### Directions:
Only the number is wanted: count the lines in the data with "sleep" in them.

[Stored dataset items]
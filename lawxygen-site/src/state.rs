//! Shared application state: site config, content, and live page sessions.

use std::collections::HashMap;
use std::path::PathBuf;
use std::sync::{Arc, Mutex, RwLock};
use std::time::Duration;

use anyhow::{Result, anyhow};
use tokio::time::Instant;
use tracing::{debug, info, warn};
use uuid::Uuid;

use lawxygen::content::SiteContent;
use lawxygen::controller::PageControllers;
use lawxygen::io::config::{SiteConfig, load_config};
use lawxygen::render::PageRenderer;

use crate::error::{ApiError, ErrorCode};

/// Longest gap between two idle-session sweeps.
const MAX_REAP_INTERVAL: Duration = Duration::from_secs(60);

/// One rendered page and its controllers.
struct Session {
    page: Arc<PageControllers>,
    last_seen: Instant,
    /// Open event streams. A watched session is never idle.
    streams: usize,
}

/// Shared state accessible from all request handlers.
#[derive(Clone)]
pub struct AppState {
    /// File the config watcher reloads from.
    pub config_path: PathBuf,
    config: Arc<RwLock<SiteConfig>>,
    pub content: Arc<SiteContent>,
    pub renderer: Arc<PageRenderer>,
    sessions: Arc<Mutex<HashMap<Uuid, Session>>>,
}

impl AppState {
    pub fn new(config_path: PathBuf, config: SiteConfig, content: SiteContent) -> Self {
        Self {
            config_path,
            config: Arc::new(RwLock::new(config)),
            content: Arc::new(content),
            renderer: Arc::new(PageRenderer::new()),
            sessions: Arc::new(Mutex::new(HashMap::new())),
        }
    }

    pub fn config(&self) -> SiteConfig {
        match self.config.read() {
            Ok(config) => config.clone(),
            Err(poisoned) => poisoned.into_inner().clone(),
        }
    }

    /// Re-read the config file. Sessions opened afterwards use the new values;
    /// live sessions keep theirs.
    pub fn reload_config(&self) -> Result<()> {
        let config = load_config(&self.config_path)?;
        let mut current = self
            .config
            .write()
            .map_err(|_| anyhow!("config lock poisoned"))?;
        if *current != config {
            *current = config;
            info!(path = %self.config_path.display(), "config reloaded");
        }
        Ok(())
    }

    /// Start controllers for a new page view.
    ///
    /// Returns `None` once `server.max_sessions` are live; the page is then
    /// served without interactive state.
    pub fn open_session(&self) -> Result<Option<(Uuid, Arc<PageControllers>)>, ApiError> {
        let config = self.config();
        let mut sessions = self.lock_sessions();
        if sessions.len() >= config.server.max_sessions {
            warn!(live = sessions.len(), "session limit reached, serving static page");
            return Ok(None);
        }

        let page = PageControllers::open(
            &config,
            &self.content,
            PageControllers::simulated_submitter(&config),
        )
        .map_err(|err| ApiError::new(ErrorCode::Unavailable, err.to_string()))?;
        let page = Arc::new(page);
        let id = Uuid::new_v4();
        sessions.insert(
            id,
            Session {
                page: Arc::clone(&page),
                last_seen: Instant::now(),
                streams: 0,
            },
        );
        info!(session = %id, live = sessions.len(), "session opened");
        Ok(Some((id, page)))
    }

    /// Controllers of a live session. Counts as activity.
    pub fn session(&self, id: Uuid) -> Result<Arc<PageControllers>, ApiError> {
        let mut sessions = self.lock_sessions();
        let session = sessions.get_mut(&id).ok_or_else(ApiError::session_not_found)?;
        session.last_seen = Instant::now();
        Ok(Arc::clone(&session.page))
    }

    /// Controllers of a live session plus a lease that keeps it from being
    /// reaped until dropped.
    pub fn attach_stream(&self, id: Uuid) -> Result<(Arc<PageControllers>, StreamLease), ApiError> {
        let mut sessions = self.lock_sessions();
        let session = sessions.get_mut(&id).ok_or_else(ApiError::session_not_found)?;
        session.streams += 1;
        session.last_seen = Instant::now();
        let lease = StreamLease {
            state: self.clone(),
            id,
        };
        Ok((Arc::clone(&session.page), lease))
    }

    fn detach_stream(&self, id: Uuid) {
        if let Some(session) = self.lock_sessions().get_mut(&id) {
            session.streams = session.streams.saturating_sub(1);
            session.last_seen = Instant::now();
            debug!(session = %id, streams = session.streams, "event stream closed");
        }
    }

    pub fn session_count(&self) -> usize {
        self.lock_sessions().len()
    }

    /// Tear a session down. Returns false if it was not live.
    pub async fn close_session(&self, id: Uuid) -> bool {
        let removed = self.lock_sessions().remove(&id);
        match removed {
            Some(session) => {
                shutdown(session.page).await;
                info!(session = %id, "session closed");
                true
            }
            None => false,
        }
    }

    /// Close every session idle for longer than `server.session_idle_secs`.
    pub async fn reap_idle(&self) -> usize {
        let idle = self.idle_timeout();
        let now = Instant::now();
        let expired: Vec<(Uuid, Session)> = {
            let mut sessions = self.lock_sessions();
            let ids: Vec<Uuid> = sessions
                .iter()
                .filter(|(_, s)| s.streams == 0 && now.duration_since(s.last_seen) > idle)
                .map(|(id, _)| *id)
                .collect();
            ids.into_iter()
                .filter_map(|id| sessions.remove(&id).map(|s| (id, s)))
                .collect()
        };

        let count = expired.len();
        for (id, session) in expired {
            debug!(session = %id, "reaping idle session");
            shutdown(session.page).await;
        }
        if count > 0 {
            info!(count, "idle sessions closed");
        }
        count
    }

    fn idle_timeout(&self) -> Duration {
        Duration::from_secs(self.config().server.session_idle_secs)
    }

    fn lock_sessions(&self) -> std::sync::MutexGuard<'_, HashMap<Uuid, Session>> {
        match self.sessions.lock() {
            Ok(guard) => guard,
            Err(poisoned) => poisoned.into_inner(),
        }
    }
}

/// Held by an open event stream; the idle clock restarts when it drops.
pub struct StreamLease {
    state: AppState,
    id: Uuid,
}

impl Drop for StreamLease {
    fn drop(&mut self) {
        self.state.detach_stream(self.id);
    }
}

/// Stop the controllers now if no request still holds them; otherwise the
/// last holder's drop aborts them.
async fn shutdown(page: Arc<PageControllers>) {
    match Arc::try_unwrap(page) {
        Ok(page) => page.shutdown().await,
        Err(_) => debug!("session still in use, controllers stop on last drop"),
    }
}

/// Periodically close idle sessions.
pub fn start_session_reaper(state: AppState) {
    tokio::spawn(async move {
        let period = state.idle_timeout().min(MAX_REAP_INTERVAL);
        let mut tick = tokio::time::interval(period);
        tick.set_missed_tick_behavior(tokio::time::MissedTickBehavior::Skip);
        loop {
            tick.tick().await;
            state.reap_idle().await;
        }
    });
}

#[cfg(test)]
mod tests {
    use super::*;
    use lawxygen::test_support::TempSite;

    fn state_with(config: SiteConfig) -> AppState {
        AppState::new(PathBuf::from("site.toml"), config, SiteContent::lawxygen())
    }

    fn open(state: &AppState) -> Uuid {
        match state.open_session() {
            Ok(Some((id, _))) => id,
            Ok(None) => panic!("session limit reached"),
            Err(err) => panic!("open failed: {}", err.message),
        }
    }

    #[tokio::test(start_paused = true)]
    async fn idle_sessions_are_reaped() {
        let mut config = SiteConfig::default();
        config.server.session_idle_secs = 60;
        let state = state_with(config);

        let stale = open(&state);
        tokio::time::sleep(Duration::from_secs(45)).await;
        let fresh = open(&state);
        tokio::time::sleep(Duration::from_secs(30)).await;

        assert_eq!(state.reap_idle().await, 1);
        assert!(state.session(stale).is_err());
        assert!(state.session(fresh).is_ok());
    }

    #[tokio::test(start_paused = true)]
    async fn activity_keeps_session_alive() {
        let mut config = SiteConfig::default();
        config.server.session_idle_secs = 60;
        let state = state_with(config);

        let id = open(&state);
        tokio::time::sleep(Duration::from_secs(50)).await;
        state.session(id).expect("touch");
        tokio::time::sleep(Duration::from_secs(50)).await;

        assert_eq!(state.reap_idle().await, 0);
        assert_eq!(state.session_count(), 1);
    }

    #[tokio::test]
    async fn session_limit_is_enforced() {
        let mut config = SiteConfig::default();
        config.server.max_sessions = 1;
        let state = state_with(config);

        let id = open(&state);
        assert!(matches!(state.open_session(), Ok(None)), "limit reached");
        assert_eq!(state.session_count(), 1);

        assert!(state.close_session(id).await);
        assert!(!state.close_session(id).await);
        open(&state);
    }

    #[tokio::test(start_paused = true)]
    async fn open_event_stream_keeps_session_alive() {
        let mut config = SiteConfig::default();
        config.server.session_idle_secs = 60;
        let state = state_with(config);
        let id = open(&state);

        let lease = match state.attach_stream(id) {
            Ok((_, lease)) => lease,
            Err(err) => panic!("attach failed: {}", err.message),
        };
        tokio::time::sleep(Duration::from_secs(61)).await;
        assert_eq!(state.reap_idle().await, 0, "watched session survives");

        drop(lease);
        tokio::time::sleep(Duration::from_secs(30)).await;
        assert_eq!(state.reap_idle().await, 0, "idle clock restarted on detach");
        assert!(state.session(id).is_ok());

        tokio::time::sleep(Duration::from_secs(31)).await;
        assert_eq!(state.reap_idle().await, 1);
    }

    #[tokio::test]
    async fn reload_applies_to_new_sessions() {
        let site = TempSite::new(&SiteConfig::default()).expect("site");
        let state = AppState::new(
            site.config_path.clone(),
            SiteConfig::default(),
            SiteContent::lawxygen(),
        );

        let mut edited = SiteConfig::default();
        edited.carousel.transition_ms = 250;
        lawxygen::io::config::write_config(&site.config_path, &edited).expect("write");
        state.reload_config().expect("reload");

        assert_eq!(state.config().carousel.transition_ms, 250);
    }

    #[tokio::test]
    async fn reload_keeps_old_config_on_error() {
        let site = TempSite::new(&SiteConfig::default()).expect("site");
        let state = AppState::new(
            site.config_path.clone(),
            SiteConfig::default(),
            SiteContent::lawxygen(),
        );

        std::fs::write(&site.config_path, "[carousel]\ntransition_ms = 0\n").expect("write");
        assert!(state.reload_config().is_err());
        assert_eq!(state.config(), SiteConfig::default());
    }
}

### Exercise response:
7